Fear? That was certainly with me. I wanted to unwill what had been willed and now that we had started forward to a new end, I wanted desperately to back away from the beginning. The dark hillside chilled me and I fervently wished that I had not set off upon that journey.
"If I understand your words—and they are very plain-spoken—I can only answer that your soul reeks of cowardice which is not uncommon to man and becomes a burden so heavy that he is distracted from his honorable intentions and he hears phantoms in the wind, the whispers of hobgoblins when shadows fall.
"This cannot be so to free you from such worry, I’ll tell you why I came and what I heard from the first moment when I first felt grief for the pain wracking your spirit.
"I was one of those souls who are suspended between worlds when a lovely lady, saintly and fair, called to me in an angelic voice and implored me to follow her wishes, her commands.
"Her eyes outshone the splendid light of the stars and she spoke in a voice low and gentle.

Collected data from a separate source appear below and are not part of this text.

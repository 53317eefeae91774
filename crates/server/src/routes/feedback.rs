//! Feedback routes.

use axum::{Json, extract::State, http::StatusCode};
use serde::Deserialize;

use mealdrop_core::Email;

use crate::db::catalog::FeedbackRepository;
use crate::error::{AppError, Result};
use crate::middleware::RequireAdmin;
use crate::models::Feedback;
use crate::state::AppState;

/// Request body for leaving feedback. No authentication needed; anyone can
/// write in with an email address.
#[derive(Debug, Deserialize)]
pub struct CreateFeedbackRequest {
    pub email: String,
    pub message: Option<String>,
}

/// Record a piece of feedback.
///
/// POST /feedback
///
/// # Errors
///
/// 400 on a malformed email.
pub async fn create(
    State(state): State<AppState>,
    Json(req): Json<CreateFeedbackRequest>,
) -> Result<(StatusCode, Json<Feedback>)> {
    let email = Email::parse(&req.email).map_err(|e| AppError::Validation(e.to_string()))?;

    let row = FeedbackRepository::new(state.pool())
        .create(&email, req.message.as_deref())
        .await?;

    Ok((StatusCode::CREATED, Json(row)))
}

/// List all feedback, newest first.
///
/// GET /feedback (admin)
///
/// # Errors
///
/// 403 without admin privilege.
pub async fn list(
    State(state): State<AppState>,
    RequireAdmin(_admin): RequireAdmin,
) -> Result<Json<Vec<Feedback>>> {
    let rows = FeedbackRepository::new(state.pool()).list().await?;
    Ok(Json(rows))
}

"She said, ‘Oh spirit of courteous Mantua whose fame still resounds in this world and shall endure as the world endures, my friend, fortune’s minion, has been halted upon the desert slope and turned away from his path in terror and I fear he may already be numbered among the lost. Even now my help may be too late—or so is the thinking in Heaven.
"‘I pray that you will go to him now and with our ornate words release him from his fears and help him so that I might be consoled.

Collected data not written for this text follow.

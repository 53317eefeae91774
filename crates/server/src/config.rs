//! Server configuration loaded from environment variables.
//!
//! # Environment Variables
//!
//! ## Required
//! - `MEALDROP_DATABASE_URL` - `PostgreSQL` connection string
//! - `MEALDROP_TOKEN_SECRET` - Bearer-token signing secret (min 32 chars, high entropy)
//!
//! ## Optional
//! - `MEALDROP_HOST` - Bind address (default: 127.0.0.1)
//! - `MEALDROP_PORT` - Listen port (default: 3000)
//! - `MEALDROP_TOKEN_TTL_DAYS` - Bearer-token lifetime in days (default: 30)
//! - `SENTRY_DSN` - Sentry error tracking DSN
//! - `SENTRY_ENVIRONMENT` - Sentry environment name

use std::collections::HashMap;
use std::net::{IpAddr, SocketAddr};

use secrecy::{ExposeSecret, SecretString};
use thiserror::Error;

const MIN_TOKEN_SECRET_LENGTH: usize = 32;
const MIN_ENTROPY_BITS_PER_CHAR: f64 = 3.3;

/// Blocklist of common placeholder patterns (case-insensitive)
const PLACEHOLDER_PATTERNS: &[&str] = &[
    "your-",
    "changeme",
    "replace",
    "placeholder",
    "example",
    "secret",
    "password",
    "xxx",
    "todo",
    "fixme",
    "insert",
    "enter-",
    "put-your",
    "add-your",
];

/// Configuration errors that can occur during loading.
#[derive(Debug, Error)]
pub enum ConfigError {
    #[error("Missing environment variable: {0}")]
    MissingEnvVar(String),
    #[error("Invalid environment variable {0}: {1}")]
    InvalidEnvVar(String, String),
    #[error("Insecure secret in {0}: {1}")]
    InsecureSecret(String, String),
}

/// Mealdrop server configuration.
#[derive(Debug, Clone)]
pub struct ServerConfig {
    /// `PostgreSQL` database connection URL (contains password)
    pub database_url: SecretString,
    /// IP address to bind the server to
    pub host: IpAddr,
    /// Port to listen on
    pub port: u16,
    /// Bearer-token signing secret
    pub token_secret: SecretString,
    /// Bearer-token lifetime in days
    pub token_ttl_days: i64,
    /// Sentry DSN for error tracking
    pub sentry_dsn: Option<String>,
    /// Sentry environment name
    pub sentry_environment: Option<String>,
}

impl ServerConfig {
    /// Load configuration from environment variables.
    ///
    /// Calls `dotenvy::dotenv()` to load from `.env` file if present.
    ///
    /// # Errors
    ///
    /// Returns `ConfigError` if required variables are missing, invalid, or
    /// if the token secret fails validation (placeholder detection, entropy check).
    pub fn from_env() -> Result<Self, ConfigError> {
        // Load .env file if present (ignore errors if not found)
        let _ = dotenvy::dotenv();

        let database_url = get_database_url("MEALDROP_DATABASE_URL")?;
        let host = get_env_or_default("MEALDROP_HOST", "127.0.0.1")
            .parse::<IpAddr>()
            .map_err(|e| ConfigError::InvalidEnvVar("MEALDROP_HOST".to_string(), e.to_string()))?;
        let port = get_env_or_default("MEALDROP_PORT", "3000")
            .parse::<u16>()
            .map_err(|e| ConfigError::InvalidEnvVar("MEALDROP_PORT".to_string(), e.to_string()))?;
        let token_secret = get_validated_secret("MEALDROP_TOKEN_SECRET")?;
        validate_secret_length(&token_secret, "MEALDROP_TOKEN_SECRET")?;
        let token_ttl_days = get_env_or_default("MEALDROP_TOKEN_TTL_DAYS", "30")
            .parse::<i64>()
            .map_err(|e| {
                ConfigError::InvalidEnvVar("MEALDROP_TOKEN_TTL_DAYS".to_string(), e.to_string())
            })?;

        let sentry_dsn = get_optional_env("SENTRY_DSN");
        let sentry_environment = get_optional_env("SENTRY_ENVIRONMENT");

        Ok(Self {
            database_url,
            host,
            port,
            token_secret,
            token_ttl_days,
            sentry_dsn,
            sentry_environment,
        })
    }

    /// Returns the socket address for binding the server.
    #[must_use]
    pub const fn socket_addr(&self) -> SocketAddr {
        SocketAddr::new(self.host, self.port)
    }
}

// =============================================================================
// Helper Functions
// =============================================================================

/// Get a required environment variable.
fn get_required_env(key: &str) -> Result<String, ConfigError> {
    std::env::var(key).map_err(|_| ConfigError::MissingEnvVar(key.to_string()))
}

/// Get database URL with fallback to generic `DATABASE_URL`.
fn get_database_url(primary_key: &str) -> Result<SecretString, ConfigError> {
    if let Ok(value) = std::env::var(primary_key) {
        return Ok(SecretString::from(value));
    }
    if let Ok(value) = std::env::var("DATABASE_URL") {
        return Ok(SecretString::from(value));
    }
    Err(ConfigError::MissingEnvVar(primary_key.to_string()))
}

/// Get an optional environment variable.
fn get_optional_env(key: &str) -> Option<String> {
    std::env::var(key).ok()
}

/// Get an environment variable with a default value.
fn get_env_or_default(key: &str, default: &str) -> String {
    std::env::var(key).unwrap_or_else(|_| default.to_string())
}

/// Validate that a signing secret meets minimum length requirements.
fn validate_secret_length(secret: &SecretString, var_name: &str) -> Result<(), ConfigError> {
    let value = secret.expose_secret();
    if value.len() < MIN_TOKEN_SECRET_LENGTH {
        return Err(ConfigError::InsecureSecret(
            var_name.to_string(),
            format!(
                "must be at least {} characters (got {})",
                MIN_TOKEN_SECRET_LENGTH,
                value.len()
            ),
        ));
    }
    Ok(())
}

/// Calculate Shannon entropy in bits per character.
fn shannon_entropy(s: &str) -> f64 {
    if s.is_empty() {
        return 0.0;
    }

    let mut freq: HashMap<char, usize> = HashMap::new();
    for c in s.chars() {
        *freq.entry(c).or_insert(0) += 1;
    }

    #[allow(clippy::cast_precision_loss)] // String length will never exceed f64 precision
    let len = s.len() as f64;
    freq.values()
        .map(|&count| {
            #[allow(clippy::cast_precision_loss)] // Character count will never exceed f64 precision
            let p = count as f64 / len;
            -p * p.log2()
        })
        .sum()
}

/// Validate that a secret is not a placeholder and has sufficient entropy.
fn validate_secret_strength(secret: &str, var_name: &str) -> Result<(), ConfigError> {
    let lower = secret.to_lowercase();

    // Check blocklist
    for pattern in PLACEHOLDER_PATTERNS {
        if lower.contains(pattern) {
            return Err(ConfigError::InsecureSecret(
                var_name.to_string(),
                format!("appears to be a placeholder (contains '{pattern}')"),
            ));
        }
    }

    // Check entropy (real secrets like API keys have high entropy)
    let entropy = shannon_entropy(secret);
    if entropy < MIN_ENTROPY_BITS_PER_CHAR {
        return Err(ConfigError::InsecureSecret(
            var_name.to_string(),
            format!(
                "entropy too low ({entropy:.2} bits/char, need >= {MIN_ENTROPY_BITS_PER_CHAR:.1}). Use a randomly generated secret."
            ),
        ));
    }

    Ok(())
}

/// Load and validate a secret from environment.
fn get_validated_secret(key: &str) -> Result<SecretString, ConfigError> {
    let value = get_required_env(key)?;
    validate_secret_strength(&value, key)?;
    Ok(SecretString::from(value))
}

#[cfg(test)]
#[allow(clippy::unwrap_used)]
mod tests {
    use super::*;

    #[test]
    fn test_shannon_entropy_empty() {
        assert!((shannon_entropy("") - 0.0).abs() < f64::EPSILON);
    }

    #[test]
    fn test_shannon_entropy_single_char() {
        // All same character = 0 entropy
        assert!((shannon_entropy("aaaaaaa") - 0.0).abs() < f64::EPSILON);
    }

    #[test]
    fn test_shannon_entropy_high() {
        let entropy = shannon_entropy("aB3$xY9!mK2@nL5#");
        assert!(entropy > 3.3);
    }

    #[test]
    fn test_validate_secret_strength_placeholder() {
        let result = validate_secret_strength("your-api-key-here", "TEST_VAR");
        assert!(matches!(
            result.unwrap_err(),
            ConfigError::InsecureSecret(_, _)
        ));
    }

    #[test]
    fn test_validate_secret_strength_low_entropy() {
        let result = validate_secret_strength("aaaaaaaaaaaaaaaaaaaaaaaaaaaaaaaaa", "TEST_VAR");
        assert!(matches!(
            result.unwrap_err(),
            ConfigError::InsecureSecret(_, _)
        ));
    }

    #[test]
    fn test_validate_secret_strength_valid() {
        // High-entropy random string
        let result = validate_secret_strength("aB3$xY9!mK2@nL5#pQ7&rT0*uW4^zC6", "TEST_VAR");
        assert!(result.is_ok());
    }

    #[test]
    fn test_validate_secret_length_too_short() {
        let secret = SecretString::from("short");
        assert!(validate_secret_length(&secret, "TEST_SECRET").is_err());
    }

    #[test]
    fn test_validate_secret_length_ok() {
        let secret = SecretString::from("a".repeat(32));
        assert!(validate_secret_length(&secret, "TEST_SECRET").is_ok());
    }

    #[test]
    fn test_socket_addr() {
        let config = ServerConfig {
            database_url: SecretString::from("postgres://localhost/test"),
            host: "127.0.0.1".parse().unwrap(),
            port: 3000,
            token_secret: SecretString::from("x".repeat(32)),
            token_ttl_days: 30,
            sentry_dsn: None,
            sentry_environment: None,
        };

        let addr = config.socket_addr();
        assert_eq!(addr.ip().to_string(), "127.0.0.1");
        assert_eq!(addr.port(), 3000);
    }
}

"I, Beatrice, request that you do this," she said. "I come from the place to which I shall return. Love, however, compelled me to come to you. If you help me with this request, I shall speak of you gratefully whenever I am in the presence of my Lord."

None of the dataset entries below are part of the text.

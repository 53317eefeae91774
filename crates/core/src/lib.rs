//! Mealdrop Core - Shared types library.
//!
//! This crate provides common types used across all Mealdrop components:
//! - `server` - The public HTTP API
//! - `integration-tests` - End-to-end test suite
//!
//! # Architecture
//!
//! The core crate contains only types and traits - no I/O, no database access,
//! no HTTP clients. This keeps it lightweight and allows it to be used anywhere.
//!
//! # Modules
//!
//! - [`types`] - Newtype wrappers for type-safe IDs, prices, emails, and statuses

#![cfg_attr(not(test), forbid(unsafe_code))]

pub mod types;

pub use types::*;
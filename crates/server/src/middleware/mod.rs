//! Request middleware and extractors.

pub mod auth;

pub use auth::{RequireAdmin, RequireUser};
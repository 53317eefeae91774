//! Authentication error types.

use thiserror::Error;

use crate::db::RepositoryError;

/// Errors that can occur during authentication operations.
#[derive(Debug, Error)]
pub enum AuthError {
    /// Invalid email format.
    #[error("invalid email: {0}")]
    InvalidEmail(#[from] mealdrop_core::EmailError),

    /// Invalid credentials (wrong password or user not found).
    #[error("invalid credentials")]
    InvalidCredentials,

    /// An account with this email or phone number already exists.
    #[error("user already exists")]
    UserAlreadyExists,

    /// Password too weak or invalid.
    #[error("password validation failed: {0}")]
    WeakPassword(String),

    /// No bearer token on the request.
    #[error("missing bearer token")]
    MissingToken,

    /// Bearer token failed verification (malformed, bad signature, expired).
    #[error("invalid bearer token")]
    InvalidToken,

    /// The token verified but its account no longer exists.
    #[error("unknown account")]
    UnknownAccount,

    /// Repository/database error.
    #[error("database error: {0}")]
    Repository(#[from] RepositoryError),

    /// Password hashing error.
    #[error("password hashing error")]
    PasswordHash,

    /// Token signing error.
    #[error("token signing error")]
    TokenSigning,
}
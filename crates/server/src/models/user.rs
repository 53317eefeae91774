//! User domain types.

use chrono::{DateTime, Utc};
use serde::Serialize;

use mealdrop_core::{Email, UserId};

/// A Mealdrop account (domain type).
///
/// The password hash deliberately lives outside this type so it can never be
/// serialized to a client; repositories return it separately where needed.
#[derive(Debug, Clone, Serialize, sqlx::FromRow)]
pub struct User {
    /// Unique user ID.
    pub id: UserId,
    /// User's email address (unique).
    pub email: Email,
    /// Display name.
    pub name: String,
    /// Phone number (unique).
    pub phone_number: String,
    /// Optional profile image URL.
    pub image: Option<String>,
    /// Administrative privilege flag.
    pub admin: bool,
    /// When the user was created.
    pub created_at: DateTime<Utc>,
    /// When the user was last updated.
    pub updated_at: DateTime<Utc>,
}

Then she paused, waiting for me to speak. "Oh virtuous lady," I said, "through you the whole human race is given reason to bless and be blessed and excels in all things that lie within the heavens within the smaller circles, so worthy is your wish. Even had I already followed your desire I would have acted too late. You do not need to request further.
"But why have you thrown caution to the winds by coming to this dark center to make your request? This is far beneath that vast space to which even now you burn to return."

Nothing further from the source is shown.